# Amel het butter breeding



## mrhoyo (Mar 29, 2007)

So the mrs has an amel het butter corn, rather a nice little thing and im wondering what would be worth breeding her with. Shes our first corn so ive got no idea on what to breed her to. I like butter stripes but im thinking having a butter stripe already or any stripe het butter is the only way to do it in one generation.
So, whats everyones ideas?


----------



## bladeblaster (Sep 30, 2008)

unless your amel is het stripe you won't get any stripes first generation what ever you breed it too.

Really your best bet is to breed to a visual butter, but anything thats carrying amel or caramel, either visually or as hets, will/should give you visual offspring.


----------



## claire_e_dodd (Sep 18, 2007)

An ultramel het caramel would be good


----------



## mrhoyo (Mar 29, 2007)

claire_e_dodd said:


> An ultramel het caramel would be good


whats an ultramel? I know about caramels but not ultramels. What would breeding with one of those throw out then?


----------



## bladeblaster (Sep 30, 2008)

a ultamel is carrying one amel gene and one ultra gene, so het for both, but as they share the same allel the visual appearnce is somewhere between the 2 so a ultamel het caramel crossed with yours would produce

50% ultramels 66% het caramel
25% amels 66% het caramel
25% butters


----------



## mrhoyo (Mar 29, 2007)

Doesnt sound like a bad output, had a look at ultramels and theyre fairly nice. What would you put to it? Im not looking to sell, just expand our collection


----------



## bladeblaster (Sep 30, 2008)

I would agree with Claire that an ultramel het caramel would go best, as you won't produce any normals.

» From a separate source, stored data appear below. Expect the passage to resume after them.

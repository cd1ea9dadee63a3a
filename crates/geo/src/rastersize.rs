/// Raster size represented by rows and columns.
#[cfg_attr(feature = "serde", derive(serde::Serialize, serde::Deserialize))]
#[derive(Clone, Copy, PartialEq, Eq, Default, Hash)]
pub struct RasterSize {
    pub rows: usize,
    pub cols: usize,
}

impl RasterSize {
    pub const fn with_rows_cols(rows: usize, cols: usize) -> Self {
        RasterSize { rows, cols }
    }

    pub fn is_empty(&self) -> bool {
        self.rows == 0 || self.cols == 0
    }

    pub fn cell_count(&self) -> usize {
        self.rows * self.cols
    }

    /// Size after keeping every `factor`-th row and column
    pub fn strided(&self, factor: usize) -> Self {
        RasterSize {
            rows: self.rows.div_ceil(factor),
            cols: self.cols.div_ceil(factor),
        }
    }
}

impl std::fmt::Display for RasterSize {
    fn fmt(&self, f: &mut std::fmt::Formatter<'_>) -> std::fmt::Result {
        write!(f, "(rows: {}, cols: {})", self.rows, self.cols)
    }
}

impl std::fmt::Debug for RasterSize {
    fn fmt(&self, f: &mut std::fmt::Formatter<'_>) -> std::fmt::Result {
        write!(f, "{self}")
    }
}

You could introdcue any morph carrying amel or caramel but you will get a percentage of normals carrying hets, you would need to back breed to bring these hets out in the next generation, but it adds more genes to the mix. Depends a bir on your budget. Heres a quick list a amel and/or caramel containing morphs:-

Ulramel (het amal and ultra)
Amber (hypo caramel)
Amel Cinder (amel & cinder)
Anery Caramel (anery & caramel)
Blizard (amel & charcoal)
Butter (obviously)
Diffused caramel (diffused & caramel)
Fire (amel & diffused)
Golddust (ultramel and caramel) you could prodcue these with the suggest combo above, with back breeding
Honey (sunkissed & caramel)
Lavamel (Lava & Amel)
Opal (amel & lavender)
Snow (amel & Anery)
Topaz (caramel & lava)
Ultra Amber (ultra & caramel) you could also produce these by back breeding from above combo

And thats just double trait morphs........

I would go with ultramel het caramel as suggested and back breed to try and produce goldust and ultra amber.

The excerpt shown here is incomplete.